Task to carry out
Below are some records; state how many of their lines contain the word "cannot", and add nothing.

Data listing

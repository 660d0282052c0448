//! Applying approved bundles to the canonical store.
//!
//! Each of the four canonical collections is loaded, merged and stored on
//! its own. A failure in one collection is recorded in the
//! [`MergeSummary`] and the remaining collections still merge.
//!
//! Every merge runs [`DuplicateResolver::deduplicate`] over
//! `existing ++ incoming` and repeats the pass until nothing folds, so the
//! stored collection holds no pair the resolver would call duplicates.

use std::collections::BTreeMap;
use std::sync::{Arc, Mutex};

use serde::Serialize;
use tracing::{debug, info, warn};

use crate::bundle::{CanonicalCollection, ContentBundle, EntryCollection, ProfileDocument};
use crate::dedup::DuplicateResolver;
use crate::entry::{Entry, FieldValue};
use crate::storage::{CollectionStore, StorageError};

/// What each canonical collection would receive from a bundle.
///
/// Always carries all four keys, empty lists included.
pub type MergePreview = BTreeMap<CanonicalCollection, Vec<Entry>>;

/// Counts reported by one merge.
#[derive(Debug, Clone, Default, PartialEq, Eq, Serialize)]
pub struct MergeSummary {
    /// Experience entries that became new profile entries.
    pub cv_added: usize,
    /// New project entries.
    pub projects_added: usize,
    /// New patent entries.
    pub patents_added: usize,
    /// New certification entries.
    pub certs_added: usize,
    /// Incoming entries folded into an entry already in the store.
    pub duplicates_merged: usize,
    /// Collections that could not be merged.
    #[serde(skip_serializing_if = "Vec::is_empty")]
    pub failures: Vec<CollectionFailure>,
}

impl MergeSummary {
    /// Total new entries across all collections.
    #[must_use]
    pub fn total_added(&self) -> usize {
        self.cv_added + self.projects_added + self.patents_added + self.certs_added
    }

    /// Returns true if every touched collection merged.
    #[must_use]
    pub fn is_complete(&self) -> bool {
        self.failures.is_empty()
    }

    fn record_added(&mut self, collection: CanonicalCollection, added: usize) {
        match collection {
            CanonicalCollection::Profile => self.cv_added += added,
            CanonicalCollection::Projects => self.projects_added += added,
            CanonicalCollection::Patents => self.patents_added += added,
            CanonicalCollection::Certifications => self.certs_added += added,
        }
    }
}

/// One collection's merge failure.
#[derive(Debug, Clone, PartialEq, Eq, Serialize)]
pub struct CollectionFailure {
    /// The collection that failed.
    pub collection: CanonicalCollection,
    /// Rendered storage error.
    pub error: String,
}

/// Two entries of one collection that the resolver classifies as duplicates.
#[derive(Debug, Clone, PartialEq, Eq, Serialize)]
pub struct InvariantViolation {
    /// Collection holding the pair.
    pub collection: CanonicalCollection,
    /// Position of the earlier entry.
    pub first: usize,
    /// Position of the later entry.
    pub second: usize,
    /// The earlier entry.
    pub first_entry: Entry,
    /// The later entry.
    pub second_entry: Entry,
}

/// Read-only view of the canonical store.
#[derive(Debug, Clone, Default, PartialEq, Eq, Serialize)]
pub struct KnowledgeSnapshot {
    /// Name, summary and experience.
    pub profile: ProfileDocument,
    /// Stored projects.
    pub projects: Vec<Entry>,
    /// Stored patents.
    pub patents: Vec<Entry>,
    /// Stored certifications.
    pub certifications: Vec<Entry>,
}

struct Merged {
    entries: Vec<Entry>,
    added: usize,
    folded: usize,
}

/// Merges bundles into a [`CollectionStore`].
///
/// Read-modify-write of one collection is serialized by a per-collection
/// mutex; different collections merge independently.
pub struct KnowledgeStoreMerger {
    store: Arc<dyn CollectionStore>,
    resolver: DuplicateResolver,
    locks: [Mutex<()>; 4],
}

impl KnowledgeStoreMerger {
    /// Creates a merger over `store`.
    #[must_use]
    pub fn new(store: Arc<dyn CollectionStore>, resolver: DuplicateResolver) -> Self {
        Self {
            store,
            resolver,
            locks: Default::default(),
        }
    }

    /// The resolver used for canonical-side deduplication.
    #[must_use]
    pub const fn resolver(&self) -> &DuplicateResolver {
        &self.resolver
    }

    /// Merges `bundle` into the canonical store.
    ///
    /// Only collections the bundle has content for are loaded and written.
    /// `name_hint` sets the profile name if none is recorded yet. Absent
    /// collections start empty; corrupt ones are quarantined and then
    /// treated as empty.
    pub fn merge(&self, bundle: &ContentBundle, name_hint: Option<&str>) -> MergeSummary {
        let mut summary = MergeSummary::default();

        if !bundle.experience.is_empty() || bundle.summary().is_some() {
            let result = self.merge_profile(bundle, name_hint);
            self.settle(CanonicalCollection::Profile, result, &mut summary);
        }

        for collection in EntryCollection::ALL {
            let incoming = Self::normalized(bundle, collection);
            if incoming.is_empty() {
                continue;
            }
            let result = self.merge_collection(collection, incoming);
            self.settle(collection.canonical(), result, &mut summary);
        }

        info!(
            cv_added = summary.cv_added,
            projects_added = summary.projects_added,
            patents_added = summary.patents_added,
            certs_added = summary.certs_added,
            duplicates_merged = summary.duplicates_merged,
            failures = summary.failures.len(),
            "merged bundle into knowledge store"
        );
        summary
    }

    /// What each canonical collection would receive from `bundle`.
    ///
    /// Experience and the summary (as a synthetic `{summary}` entry) route
    /// to the profile; patents and certifications are shown normalized.
    #[must_use]
    pub fn preview(bundle: &ContentBundle) -> MergePreview {
        let mut profile = bundle.experience.clone();
        if let Some(text) = bundle.summary() {
            profile.push(Entry::new().with("summary", text));
        }

        let mut preview = MergePreview::new();
        preview.insert(CanonicalCollection::Profile, profile);
        for collection in EntryCollection::ALL {
            preview.insert(collection.canonical(), Self::normalized(bundle, collection));
        }
        preview
    }

    /// Pairs in the canonical store that violate the no-duplicates
    /// invariant.
    ///
    /// Merges leave no such pairs behind; they indicate edits made outside
    /// the merger.
    ///
    /// # Errors
    ///
    /// Returns the storage error of the first collection that cannot be
    /// read. Nothing is quarantined.
    pub fn audit(&self) -> Result<Vec<InvariantViolation>, StorageError> {
        let snapshot = self.snapshot()?;
        let collections = [
            (CanonicalCollection::Profile, &snapshot.profile.experience),
            (CanonicalCollection::Projects, &snapshot.projects),
            (CanonicalCollection::Patents, &snapshot.patents),
            (CanonicalCollection::Certifications, &snapshot.certifications),
        ];

        let mut violations = Vec::new();
        for (collection, entries) in collections {
            for (first, second) in self.resolver.find_violations(entries) {
                violations.push(InvariantViolation {
                    collection,
                    first,
                    second,
                    first_entry: entries[first].clone(),
                    second_entry: entries[second].clone(),
                });
            }
        }
        if !violations.is_empty() {
            warn!(count = violations.len(), "canonical store holds duplicate entries");
        }
        Ok(violations)
    }

    /// Reads all four collections.
    ///
    /// # Errors
    ///
    /// Returns the storage error of the first collection that cannot be read.
    pub fn snapshot(&self) -> Result<KnowledgeSnapshot, StorageError> {
        let load = |c: EntryCollection| self.store.load_entries(c).map(Option::unwrap_or_default);
        Ok(KnowledgeSnapshot {
            profile: self.store.load_profile()?.unwrap_or_default(),
            projects: load(EntryCollection::Projects)?,
            patents: load(EntryCollection::Patents)?,
            certifications: load(EntryCollection::Certifications)?,
        })
    }

    fn settle(
        &self,
        collection: CanonicalCollection,
        result: Result<Merged, StorageError>,
        summary: &mut MergeSummary,
    ) {
        match result {
            Ok(merged) => {
                debug!(
                    collection = collection.name(),
                    added = merged.added,
                    folded = merged.folded,
                    total = merged.entries.len(),
                    "collection merged"
                );
                summary.record_added(collection, merged.added);
                summary.duplicates_merged += merged.folded;
            }
            Err(e) => {
                warn!(collection = collection.name(), error = %e, "collection merge failed");
                summary.failures.push(CollectionFailure {
                    collection,
                    error: e.to_string(),
                });
            }
        }
    }

    fn lock(&self, collection: CanonicalCollection) -> Result<std::sync::MutexGuard<'_, ()>, StorageError> {
        self.locks[collection as usize]
            .lock()
            .map_err(|_| StorageError::Backend(format!("poisoned lock: merge.{collection}")))
    }

    fn recover<T>(
        &self,
        collection: CanonicalCollection,
        loaded: Result<Option<T>, StorageError>,
    ) -> Result<Option<T>, StorageError> {
        match loaded {
            Err(e) if e.is_corrupt() => {
                warn!(collection = collection.name(), error = %e, "corrupt collection treated as empty");
                self.store.quarantine(collection)?;
                Ok(None)
            }
            other => other,
        }
    }

    // Folding can widen a cluster until it matches another one, so passes
    // repeat until one merges nothing. Each repeat shrinks the list, which
    // bounds the loop. `from_store` marks clusters holding a stored entry.
    fn dedup_into(&self, existing: Vec<Entry>, incoming: Vec<Entry>) -> Merged {
        let incoming_len = incoming.len();
        let mut from_store = vec![true; existing.len()];
        from_store.resize(existing.len() + incoming_len, false);
        let mut entries = existing;
        entries.extend(incoming);

        let mut passes = 0usize;
        loop {
            let report = self.resolver.deduplicate_with_report(entries);
            passes += 1;
            let settled = report.merged_count() == 0;
            let mut clusters = vec![false; report.entries.len()];
            for (outcome, stored) in report.outcomes.iter().zip(&from_store) {
                clusters[outcome.index()] |= *stored;
            }
            entries = report.entries;
            from_store = clusters;
            if settled {
                break;
            }
        }
        if passes > 2 {
            debug!(passes, "widened clusters folded across passes");
        }

        let added = from_store.iter().filter(|stored| !**stored).count();
        Merged {
            entries,
            added,
            folded: incoming_len - added,
        }
    }

    fn merge_profile(&self, bundle: &ContentBundle, name_hint: Option<&str>) -> Result<Merged, StorageError> {
        let _guard = self.lock(CanonicalCollection::Profile)?;
        let mut profile = self
            .recover(CanonicalCollection::Profile, self.store.load_profile())?
            .unwrap_or_default();

        if profile.name.trim().is_empty() {
            if let Some(hint) = name_hint.map(str::trim).filter(|h| !h.is_empty()) {
                profile.name = hint.to_string();
            }
        }

        if let Some(incoming) = bundle.summary() {
            let longer = profile
                .summary
                .as_deref()
                .map_or(true, |current| incoming.chars().count() > current.chars().count());
            if longer {
                profile.summary = Some(incoming.to_string());
            }
        }

        let existing = std::mem::take(&mut profile.experience);
        let merged = self.dedup_into(existing, bundle.experience.clone());
        profile.experience = merged.entries;
        self.store.store_profile(&profile)?;

        Ok(Merged {
            entries: profile.experience,
            added: merged.added,
            folded: merged.folded,
        })
    }

    fn merge_collection(&self, collection: EntryCollection, incoming: Vec<Entry>) -> Result<Merged, StorageError> {
        let _guard = self.lock(collection.canonical())?;
        let existing = self
            .recover(collection.canonical(), self.store.load_entries(collection))?
            .unwrap_or_default();

        let merged = self.dedup_into(existing, incoming);
        self.store.store_entries(collection, &merged.entries)?;
        Ok(merged)
    }

    fn normalized(bundle: &ContentBundle, collection: EntryCollection) -> Vec<Entry> {
        match collection {
            EntryCollection::Projects => bundle.projects.clone(),
            EntryCollection::Patents => bundle.patents.iter().map(normalize_patent).collect(),
            EntryCollection::Certifications => {
                bundle.certifications.iter().map(normalize_certification).collect()
            }
        }
    }
}

/// Reduces a patent to `{title, description, year}`.
///
/// `description` defaults to the empty string and `year` to null. An entry
/// without a `title` becomes `{title}` built from all of its text.
#[must_use]
pub fn normalize_patent(entry: &Entry) -> Entry {
    match entry.get("title").filter(|v| !v.is_null()) {
        Some(title) => Entry::new()
            .with("title", title.clone())
            .with(
                "description",
                entry.get("description").cloned().unwrap_or_else(|| FieldValue::from("")),
            )
            .with("year", entry.get("year").cloned().unwrap_or(FieldValue::Null)),
        None => Entry::new().with("title", entry.display_text()),
    }
}

/// Reduces a certification to `{name}`, taken from `title`, then `name`,
/// then all of the entry's text.
#[must_use]
pub fn normalize_certification(entry: &Entry) -> Entry {
    let name = ["title", "name"]
        .iter()
        .find_map(|key| entry.get(key).filter(|v| !v.is_null()).cloned())
        .unwrap_or_else(|| FieldValue::from(entry.display_text()));
    Entry::new().with("name", name)
}
//! Wiring of stores, merger and staging for one data directory.

use std::sync::Arc;

use chrono::Duration;

use crate::clock::{Clock, SystemClock};
use crate::config::Config;
use crate::error::DossierResult;
use crate::ingest::{Extractor, Ingestor};
use crate::merge::KnowledgeStoreMerger;
use crate::staging::StagingStore;
use crate::storage::{
    open_store, CollectionStore, InMemoryCollectionStore, InMemoryRecordStore, PersistentStores, RecordStore,
};

/// An opened set of components sharing one store handle.
///
/// For a file-backed workspace the data directory stays locked until the
/// workspace is dropped.
pub struct Workspace {
    staging: Arc<StagingStore>,
    retention: Duration,
    _stores: Option<PersistentStores>,
}

impl Workspace {
    /// Opens the file-backed store under `config.storage.data_dir`.
    ///
    /// # Errors
    ///
    /// Returns a config error for invalid settings and a storage error if
    /// the directory cannot be opened or is locked by another process.
    pub fn open(config: &Config) -> DossierResult<Self> {
        Self::open_with_clock(config, Arc::new(SystemClock))
    }

    /// Like [`open`](Self::open) with an explicit time source.
    ///
    /// # Errors
    ///
    /// As [`open`](Self::open).
    pub fn open_with_clock(config: &Config, clock: Arc<dyn Clock>) -> DossierResult<Self> {
        config.validate()?;
        let stores = open_store(&config.storage.data_dir, Some(config.persistent()))?;
        let records: Arc<dyn RecordStore> = stores.records.clone();
        let collections: Arc<dyn CollectionStore> = stores.collections.clone();
        Self::assemble(config, records, collections, clock, Some(stores))
    }

    /// A workspace over in-memory stores.
    ///
    /// # Errors
    ///
    /// Returns a config error for invalid settings.
    pub fn in_memory(config: &Config, clock: Arc<dyn Clock>) -> DossierResult<Self> {
        config.validate()?;
        Self::assemble(
            config,
            Arc::new(InMemoryRecordStore::new()),
            Arc::new(InMemoryCollectionStore::new()),
            clock,
            None,
        )
    }

    fn assemble(
        config: &Config,
        records: Arc<dyn RecordStore>,
        collections: Arc<dyn CollectionStore>,
        clock: Arc<dyn Clock>,
        stores: Option<PersistentStores>,
    ) -> DossierResult<Self> {
        let merger = Arc::new(KnowledgeStoreMerger::new(collections, config.resolver()?));
        let staging = StagingStore::new(records, merger)
            .with_clock(clock)
            .with_id_length(config.staging.id_length)?;
        Ok(Self {
            staging: Arc::new(staging),
            retention: config.retention(),
            _stores: stores,
        })
    }

    /// The staging area.
    #[must_use]
    pub fn staging(&self) -> &Arc<StagingStore> {
        &self.staging
    }

    /// The canonical store merger.
    #[must_use]
    pub fn merger(&self) -> &Arc<KnowledgeStoreMerger> {
        self.staging.merger()
    }

    /// Configured default `max_age` for [`StagingStore::cleanup`].
    #[must_use]
    pub const fn retention(&self) -> Duration {
        self.retention
    }

    /// An ingestor feeding this workspace.
    #[must_use]
    pub fn ingestor(&self, extractor: Arc<dyn Extractor>) -> Ingestor {
        Ingestor::new(self.staging.clone(), extractor)
    }
}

Exercise result
3